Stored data
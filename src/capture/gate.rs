//! Single-slot keep-only-latest buffer between the camera and the analyzer.
//!
//! The producer side never blocks: offering a frame while another is still
//! pending replaces the pending one, which is dropped (and thereby released)
//! without ever being dispatched. The consumer side receives at most one
//! frame at a time; a new frame is not delivered until the previous one has
//! been released.

use parking_lot::{Condvar, Mutex};
use std::sync::Arc;
use tracing::trace;

use crate::capture::frame::Frame;

#[derive(Default)]
struct Slot {
    pending: Option<Frame>,
    in_flight: bool,
    closed: bool,
}

struct GateInner {
    slot: Mutex<Slot>,
    cond: Condvar,
}

impl GateInner {
    fn mark_released(&self) {
        let mut slot = self.slot.lock();
        slot.in_flight = false;
        self.cond.notify_all();
    }
}

/// Single-slot frame buffer with a keep-only-latest policy.
#[derive(Clone)]
pub struct FrameGate {
    inner: Arc<GateInner>,
}

impl FrameGate {
    pub fn new() -> Self {
        Self {
            inner: Arc::new(GateInner {
                slot: Mutex::new(Slot::default()),
                cond: Condvar::new(),
            }),
        }
    }

    /// Offer a frame for analysis. Never blocks.
    ///
    /// If a frame is already pending it is replaced; the replaced frame is
    /// released without analysis. Frames offered after `close` are released
    /// immediately.
    pub fn offer(&self, frame: Frame) {
        let replaced;
        {
            let mut slot = self.inner.slot.lock();
            if slot.closed {
                replaced = Some(frame);
            } else {
                replaced = slot.pending.replace(frame);
                self.inner.cond.notify_all();
            }
        }
        // Dropped outside the lock so release hooks cannot deadlock on it.
        if replaced.is_some() {
            trace!("frame replaced before dispatch");
        }
    }

    /// Wait for the next frame.
    ///
    /// Blocks until a frame is pending and the previously delivered frame, if
    /// any, has been released. Returns `None` once the gate is closed and
    /// drained. The delivered frame carries a hook that re-opens delivery
    /// when it is released.
    pub fn take(&self) -> Option<Frame> {
        let mut slot = self.inner.slot.lock();
        loop {
            if slot.pending.is_some() {
                if !slot.in_flight {
                    if let Some(mut frame) = slot.pending.take() {
                        slot.in_flight = true;
                        let inner = Arc::clone(&self.inner);
                        frame.on_release(move || inner.mark_released());
                        return Some(frame);
                    }
                }
            } else if slot.closed {
                return None;
            }
            self.inner.cond.wait(&mut slot);
        }
    }

    /// Close the gate. A pending frame is still delivered before `take`
    /// starts returning `None`.
    pub fn close(&self) {
        let mut slot = self.inner.slot.lock();
        slot.closed = true;
        self.inner.cond.notify_all();
    }

    /// Whether a frame is waiting for dispatch.
    pub fn has_pending(&self) -> bool {
        self.inner.slot.lock().pending.is_some()
    }

    /// Whether a delivered frame has not been released yet.
    pub fn in_flight(&self) -> bool {
        self.inner.slot.lock().in_flight
    }
}

impl Default for FrameGate {
    fn default() -> Self {
        Self::new()
    }
}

What is being asked: Could you return the lines in the entries above that contain "Condvar"?

Task output:
use parking_lot::{Condvar, Mutex};
    cond: Condvar,
                cond: Condvar::new(),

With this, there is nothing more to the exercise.